» What to produce
Please show every line in the entries below that includes the word "return".

» Records supplied
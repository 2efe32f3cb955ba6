//! Evaluation errors.

use miette::Diagnostic;
use thiserror::Error;

use crate::ast::{Operator, ValueKind};

#[derive(Debug, Clone, PartialEq, Eq, Error, Diagnostic)]
pub enum EvalError {
    #[error("division by zero")]
    #[diagnostic(code(stutter::eval::division_by_zero))]
    DivisionByZero,

    #[error("integer overflow in {op:?}")]
    #[diagnostic(code(stutter::eval::overflow))]
    Overflow { op: Operator },

    #[error("a no-op operator has no value")]
    #[diagnostic(code(stutter::eval::no_operation))]
    NoOperation,

    #[error("a {kind} leaf cannot be evaluated as a number")]
    #[diagnostic(code(stutter::eval::unsupported_value))]
    UnsupportedValue { kind: ValueKind },

    #[error("evaluation depth exceeds maximum of {max_depth} levels")]
    #[diagnostic(
        code(stutter::eval::depth_exceeded),
        help("Reduce nesting or simplify the expression")
    )]
    DepthExceeded { max_depth: usize },
}
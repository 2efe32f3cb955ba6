use tracing::{debug, trace};

use crate::{
    evaluator::eval_binary,
    ir::{Instruction, OpCode, Program},
    vm::{ExecutionError, Stack},
};

pub struct Vm<'a> {
    program: &'a Program,
    ip: usize,
    stack: Stack<i64>,
}

impl<'a> Vm<'a> {
    pub fn new(program: &'a Program) -> Self {
        Vm {
            program,
            ip: 0,
            stack: Stack::new(program.max_stack_size),
        }
    }

    /// Run until `HALT` and return the value on top of the stack.
    pub fn run(&mut self) -> Result<i64, ExecutionError> {
        debug!(
            instructions = self.program.len(),
            max_stack_size = self.program.max_stack_size,
            "Running program"
        );
        let program = self.program;
        let instructions = program.instructions.as_slice();

        while let Some(instruction) = instructions.get(self.ip) {
            let ip = self.ip;
            self.ip += 1;

            let code = match instruction {
                Instruction::Op { code, .. } => *code,
                Instruction::Literal(text) => {
                    return Err(ExecutionError::UnexpectedLiteral {
                        ip,
                        text: text.clone(),
                    });
                }
            };
            trace!(ip, op = code.mnemonic(), depth = self.stack.len(), "step");

            match code {
                OpCode::Push => {
                    let value = self.read_literal()?;
                    if self.stack.is_full() {
                        return Err(ExecutionError::StackOverflow {
                            ip,
                            max_size: self.stack.max_size(),
                        });
                    }
                    self.stack.push(value);
                }
                OpCode::Halt => {
                    let result = self.pop(ip)?;
                    debug!(result, "Program halted");
                    return Ok(result);
                }
                OpCode::Nop => {
                    return Err(ExecutionError::InvalidInstruction {
                        ip,
                        mnemonic: instruction.text().to_string(),
                    });
                }
                OpCode::Add | OpCode::Sub | OpCode::Mul | OpCode::Div => {
                    // First pop is the left operand.
                    let left = self.pop(ip)?;
                    let right = self.pop(ip)?;
                    let op = code.operator().ok_or_else(|| ExecutionError::InvalidInstruction {
                        ip,
                        mnemonic: instruction.text().to_string(),
                    })?;
                    let value = eval_binary(op, left, right)
                        .map_err(|source| ExecutionError::Arithmetic { ip, source })?;
                    self.stack.push(value);
                }
            }
        }

        Err(ExecutionError::MissingHalt)
    }

    fn pop(&mut self, ip: usize) -> Result<i64, ExecutionError> {
        self.stack.pop().ok_or(ExecutionError::StackUnderflow { ip })
    }

    fn read_literal(&mut self) -> Result<i64, ExecutionError> {
        let ip = self.ip;
        let program = self.program;
        let instruction = program
            .instructions
            .get(ip)
            .ok_or(ExecutionError::MissingHalt)?;
        self.ip += 1;

        match instruction {
            Instruction::Literal(text) => {
                text.parse()
                    .map_err(|_| ExecutionError::MalformedLiteral {
                        ip,
                        text: text.clone(),
                    })
            }
            Instruction::Op { .. } => Err(ExecutionError::MissingLiteral {
                ip,
                found: instruction.text().to_string(),
            }),
        }
    }
}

» Solution to the exercise
    /// Run until `HALT` and return the value on top of the stack.
                    return Err(ExecutionError::UnexpectedLiteral {
                        return Err(ExecutionError::StackOverflow {
                    return Ok(result);
                    return Err(ExecutionError::InvalidInstruction {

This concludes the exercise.